Task item: Every line below from the one containing "async fn compile_then_download_the_pdf()" through the one containing "Emergency stop.' >&2\nexit" must be transcribed exactly. Omit all lines outside that stretch.

Data in this exercise:

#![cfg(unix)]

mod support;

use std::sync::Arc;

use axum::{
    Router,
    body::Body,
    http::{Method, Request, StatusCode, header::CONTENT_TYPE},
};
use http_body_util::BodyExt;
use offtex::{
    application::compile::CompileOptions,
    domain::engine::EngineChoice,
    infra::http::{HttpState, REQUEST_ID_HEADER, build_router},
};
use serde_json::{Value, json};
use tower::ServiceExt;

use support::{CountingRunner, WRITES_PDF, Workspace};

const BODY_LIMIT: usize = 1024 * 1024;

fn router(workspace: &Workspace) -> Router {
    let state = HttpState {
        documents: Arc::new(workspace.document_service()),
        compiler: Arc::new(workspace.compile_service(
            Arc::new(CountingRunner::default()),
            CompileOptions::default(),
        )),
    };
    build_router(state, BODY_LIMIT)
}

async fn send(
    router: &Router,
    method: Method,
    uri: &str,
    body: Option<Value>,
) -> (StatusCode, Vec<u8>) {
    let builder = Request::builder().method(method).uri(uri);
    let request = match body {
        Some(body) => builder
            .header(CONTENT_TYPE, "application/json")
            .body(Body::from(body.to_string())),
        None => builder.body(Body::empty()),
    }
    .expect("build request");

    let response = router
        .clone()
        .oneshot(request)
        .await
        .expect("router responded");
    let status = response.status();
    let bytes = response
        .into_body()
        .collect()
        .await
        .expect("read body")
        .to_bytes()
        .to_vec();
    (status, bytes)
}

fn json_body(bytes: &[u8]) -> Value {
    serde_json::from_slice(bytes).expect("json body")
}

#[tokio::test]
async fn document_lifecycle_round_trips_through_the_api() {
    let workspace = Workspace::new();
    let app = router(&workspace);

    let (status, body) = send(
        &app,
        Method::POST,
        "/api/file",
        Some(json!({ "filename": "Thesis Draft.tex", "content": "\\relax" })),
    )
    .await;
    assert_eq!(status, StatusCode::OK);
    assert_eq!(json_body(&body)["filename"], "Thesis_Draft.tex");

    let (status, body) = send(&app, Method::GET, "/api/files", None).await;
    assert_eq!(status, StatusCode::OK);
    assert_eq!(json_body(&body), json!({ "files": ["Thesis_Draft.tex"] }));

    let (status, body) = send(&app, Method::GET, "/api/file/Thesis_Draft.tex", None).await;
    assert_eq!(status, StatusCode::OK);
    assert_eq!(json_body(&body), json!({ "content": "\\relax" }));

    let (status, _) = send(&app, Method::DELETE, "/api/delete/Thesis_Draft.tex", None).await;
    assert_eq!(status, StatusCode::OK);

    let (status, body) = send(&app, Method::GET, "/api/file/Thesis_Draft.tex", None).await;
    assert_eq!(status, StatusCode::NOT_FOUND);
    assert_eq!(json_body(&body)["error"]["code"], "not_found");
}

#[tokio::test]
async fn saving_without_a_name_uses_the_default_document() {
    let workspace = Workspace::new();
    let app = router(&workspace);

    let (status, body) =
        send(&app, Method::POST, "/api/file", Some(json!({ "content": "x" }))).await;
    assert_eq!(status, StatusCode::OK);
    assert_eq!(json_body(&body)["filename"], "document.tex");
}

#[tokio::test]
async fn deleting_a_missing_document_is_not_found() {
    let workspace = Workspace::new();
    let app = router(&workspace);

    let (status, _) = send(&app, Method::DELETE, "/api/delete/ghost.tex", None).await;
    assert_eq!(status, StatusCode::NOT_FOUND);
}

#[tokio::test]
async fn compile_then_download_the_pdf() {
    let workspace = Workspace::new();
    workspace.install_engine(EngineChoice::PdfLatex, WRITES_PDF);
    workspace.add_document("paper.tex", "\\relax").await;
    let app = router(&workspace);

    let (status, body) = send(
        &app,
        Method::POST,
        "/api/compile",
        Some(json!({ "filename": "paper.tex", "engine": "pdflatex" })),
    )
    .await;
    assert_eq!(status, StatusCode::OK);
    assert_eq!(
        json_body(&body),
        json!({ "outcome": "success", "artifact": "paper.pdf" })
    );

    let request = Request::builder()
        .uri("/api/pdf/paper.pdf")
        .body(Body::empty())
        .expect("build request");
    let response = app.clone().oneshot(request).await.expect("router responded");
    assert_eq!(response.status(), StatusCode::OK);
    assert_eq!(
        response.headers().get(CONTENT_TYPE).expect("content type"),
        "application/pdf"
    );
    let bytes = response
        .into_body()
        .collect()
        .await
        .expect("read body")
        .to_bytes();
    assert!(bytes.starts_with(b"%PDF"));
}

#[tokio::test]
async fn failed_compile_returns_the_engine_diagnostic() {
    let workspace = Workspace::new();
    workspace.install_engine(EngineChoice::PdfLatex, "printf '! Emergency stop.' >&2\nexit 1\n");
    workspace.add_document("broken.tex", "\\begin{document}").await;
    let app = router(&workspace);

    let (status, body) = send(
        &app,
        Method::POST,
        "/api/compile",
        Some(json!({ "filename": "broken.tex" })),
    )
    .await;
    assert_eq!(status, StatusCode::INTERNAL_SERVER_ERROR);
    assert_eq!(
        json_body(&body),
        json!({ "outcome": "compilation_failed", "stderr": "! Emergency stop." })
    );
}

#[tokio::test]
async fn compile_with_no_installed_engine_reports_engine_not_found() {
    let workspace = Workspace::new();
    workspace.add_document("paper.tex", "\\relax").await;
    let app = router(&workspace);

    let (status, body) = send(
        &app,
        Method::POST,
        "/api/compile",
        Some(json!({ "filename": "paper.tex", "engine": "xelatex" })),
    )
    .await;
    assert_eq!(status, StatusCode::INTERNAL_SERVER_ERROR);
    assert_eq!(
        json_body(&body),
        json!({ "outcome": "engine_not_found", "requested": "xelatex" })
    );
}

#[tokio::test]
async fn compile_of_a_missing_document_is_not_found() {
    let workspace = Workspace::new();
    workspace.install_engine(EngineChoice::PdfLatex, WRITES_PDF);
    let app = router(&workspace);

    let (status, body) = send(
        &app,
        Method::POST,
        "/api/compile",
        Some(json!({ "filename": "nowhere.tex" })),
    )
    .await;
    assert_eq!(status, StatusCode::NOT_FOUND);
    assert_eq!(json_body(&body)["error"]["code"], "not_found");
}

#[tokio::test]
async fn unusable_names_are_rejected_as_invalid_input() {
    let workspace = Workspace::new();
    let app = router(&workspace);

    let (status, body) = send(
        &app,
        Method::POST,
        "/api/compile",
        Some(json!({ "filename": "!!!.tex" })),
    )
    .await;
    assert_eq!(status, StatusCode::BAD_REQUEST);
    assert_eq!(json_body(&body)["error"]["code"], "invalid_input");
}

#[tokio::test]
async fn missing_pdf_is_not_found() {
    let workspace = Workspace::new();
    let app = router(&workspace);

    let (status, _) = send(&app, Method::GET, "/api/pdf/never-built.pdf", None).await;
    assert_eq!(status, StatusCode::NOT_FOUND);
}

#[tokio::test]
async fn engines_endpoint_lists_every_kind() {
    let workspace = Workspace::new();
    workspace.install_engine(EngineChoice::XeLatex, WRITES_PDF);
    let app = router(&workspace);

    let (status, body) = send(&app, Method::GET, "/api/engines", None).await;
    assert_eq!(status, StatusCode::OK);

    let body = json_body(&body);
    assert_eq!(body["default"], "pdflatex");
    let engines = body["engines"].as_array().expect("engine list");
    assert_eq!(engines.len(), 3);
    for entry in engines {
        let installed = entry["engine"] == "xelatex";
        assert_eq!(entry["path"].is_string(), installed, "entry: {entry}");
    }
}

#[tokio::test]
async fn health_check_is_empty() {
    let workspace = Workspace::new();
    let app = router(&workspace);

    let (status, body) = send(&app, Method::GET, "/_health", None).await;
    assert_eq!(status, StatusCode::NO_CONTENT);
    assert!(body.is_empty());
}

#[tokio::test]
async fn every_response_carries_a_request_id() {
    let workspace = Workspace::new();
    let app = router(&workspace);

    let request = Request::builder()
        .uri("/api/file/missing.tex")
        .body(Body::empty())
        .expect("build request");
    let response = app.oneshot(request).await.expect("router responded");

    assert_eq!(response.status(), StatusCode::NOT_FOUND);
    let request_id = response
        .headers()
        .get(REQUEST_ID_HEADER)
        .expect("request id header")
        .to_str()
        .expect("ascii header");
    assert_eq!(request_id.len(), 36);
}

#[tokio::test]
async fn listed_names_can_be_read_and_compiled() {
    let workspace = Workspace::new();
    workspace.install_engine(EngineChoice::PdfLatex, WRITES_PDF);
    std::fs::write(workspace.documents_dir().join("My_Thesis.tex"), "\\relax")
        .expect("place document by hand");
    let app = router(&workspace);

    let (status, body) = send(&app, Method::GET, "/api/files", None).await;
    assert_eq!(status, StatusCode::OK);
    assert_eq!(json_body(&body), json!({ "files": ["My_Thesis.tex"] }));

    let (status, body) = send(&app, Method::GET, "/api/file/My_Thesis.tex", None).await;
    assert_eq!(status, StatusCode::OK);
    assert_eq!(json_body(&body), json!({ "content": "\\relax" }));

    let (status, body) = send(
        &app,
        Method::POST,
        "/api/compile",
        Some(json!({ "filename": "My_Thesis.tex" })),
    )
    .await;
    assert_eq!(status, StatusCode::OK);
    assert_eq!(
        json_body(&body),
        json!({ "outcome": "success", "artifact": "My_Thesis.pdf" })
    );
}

--

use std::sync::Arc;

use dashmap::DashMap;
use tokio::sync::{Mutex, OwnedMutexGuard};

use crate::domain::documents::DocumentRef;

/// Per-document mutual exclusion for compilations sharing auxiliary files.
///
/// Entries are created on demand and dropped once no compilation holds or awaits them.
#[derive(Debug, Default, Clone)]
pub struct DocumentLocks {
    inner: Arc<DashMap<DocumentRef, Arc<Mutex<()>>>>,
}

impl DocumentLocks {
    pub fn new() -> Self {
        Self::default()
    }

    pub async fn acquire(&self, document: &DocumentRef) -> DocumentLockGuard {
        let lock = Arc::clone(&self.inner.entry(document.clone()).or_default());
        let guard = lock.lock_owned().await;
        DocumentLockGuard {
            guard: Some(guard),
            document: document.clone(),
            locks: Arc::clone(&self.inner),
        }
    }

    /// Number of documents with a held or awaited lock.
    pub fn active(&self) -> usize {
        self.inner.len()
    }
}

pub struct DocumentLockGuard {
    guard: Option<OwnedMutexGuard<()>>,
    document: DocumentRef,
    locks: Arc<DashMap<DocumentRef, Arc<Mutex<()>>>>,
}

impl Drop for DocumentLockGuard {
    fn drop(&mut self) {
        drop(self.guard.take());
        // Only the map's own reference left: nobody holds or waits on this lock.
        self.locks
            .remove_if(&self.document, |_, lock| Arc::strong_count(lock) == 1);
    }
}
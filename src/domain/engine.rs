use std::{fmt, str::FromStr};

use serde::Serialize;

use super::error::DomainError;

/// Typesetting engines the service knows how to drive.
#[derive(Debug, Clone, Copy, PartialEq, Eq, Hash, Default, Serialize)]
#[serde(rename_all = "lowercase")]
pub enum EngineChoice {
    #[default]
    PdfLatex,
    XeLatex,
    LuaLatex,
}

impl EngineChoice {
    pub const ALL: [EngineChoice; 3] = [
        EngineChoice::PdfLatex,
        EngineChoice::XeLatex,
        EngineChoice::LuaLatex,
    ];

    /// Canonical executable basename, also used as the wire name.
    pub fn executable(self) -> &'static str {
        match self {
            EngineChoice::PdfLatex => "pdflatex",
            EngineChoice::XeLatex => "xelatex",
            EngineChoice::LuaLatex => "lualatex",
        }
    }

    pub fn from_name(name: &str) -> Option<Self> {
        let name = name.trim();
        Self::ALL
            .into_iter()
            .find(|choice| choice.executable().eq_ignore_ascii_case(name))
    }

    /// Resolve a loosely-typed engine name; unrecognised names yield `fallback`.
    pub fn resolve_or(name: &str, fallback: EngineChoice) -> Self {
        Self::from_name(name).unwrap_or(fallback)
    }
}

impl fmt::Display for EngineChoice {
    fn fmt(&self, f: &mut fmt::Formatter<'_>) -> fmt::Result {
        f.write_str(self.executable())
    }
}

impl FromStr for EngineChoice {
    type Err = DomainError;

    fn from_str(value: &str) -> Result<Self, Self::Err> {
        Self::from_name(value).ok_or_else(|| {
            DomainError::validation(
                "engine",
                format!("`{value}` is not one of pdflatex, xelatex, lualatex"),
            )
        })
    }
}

Solution to this exercise:
async fn compile_then_download_the_pdf() {
    let workspace = Workspace::new();
    workspace.install_engine(EngineChoice::PdfLatex, WRITES_PDF);
    workspace.add_document("paper.tex", "\\relax").await;
    let app = router(&workspace);

    let (status, body) = send(
        &app,
        Method::POST,
        "/api/compile",
        Some(json!({ "filename": "paper.tex", "engine": "pdflatex" })),
    )
    .await;
    assert_eq!(status, StatusCode::OK);
    assert_eq!(
        json_body(&body),
        json!({ "outcome": "success", "artifact": "paper.pdf" })
    );

    let request = Request::builder()
        .uri("/api/pdf/paper.pdf")
        .body(Body::empty())
        .expect("build request");
    let response = app.clone().oneshot(request).await.expect("router responded");
    assert_eq!(response.status(), StatusCode::OK);
    assert_eq!(
        response.headers().get(CONTENT_TYPE).expect("content type"),
        "application/pdf"
    );
    let bytes = response
        .into_body()
        .collect()
        .await
        .expect("read body")
        .to_bytes();
    assert!(bytes.starts_with(b"%PDF"));
}

#[tokio::test]
async fn failed_compile_returns_the_engine_diagnostic() {
    let workspace = Workspace::new();
    workspace.install_engine(EngineChoice::PdfLatex, "printf '! Emergency stop.' >&2\nexit 1\n");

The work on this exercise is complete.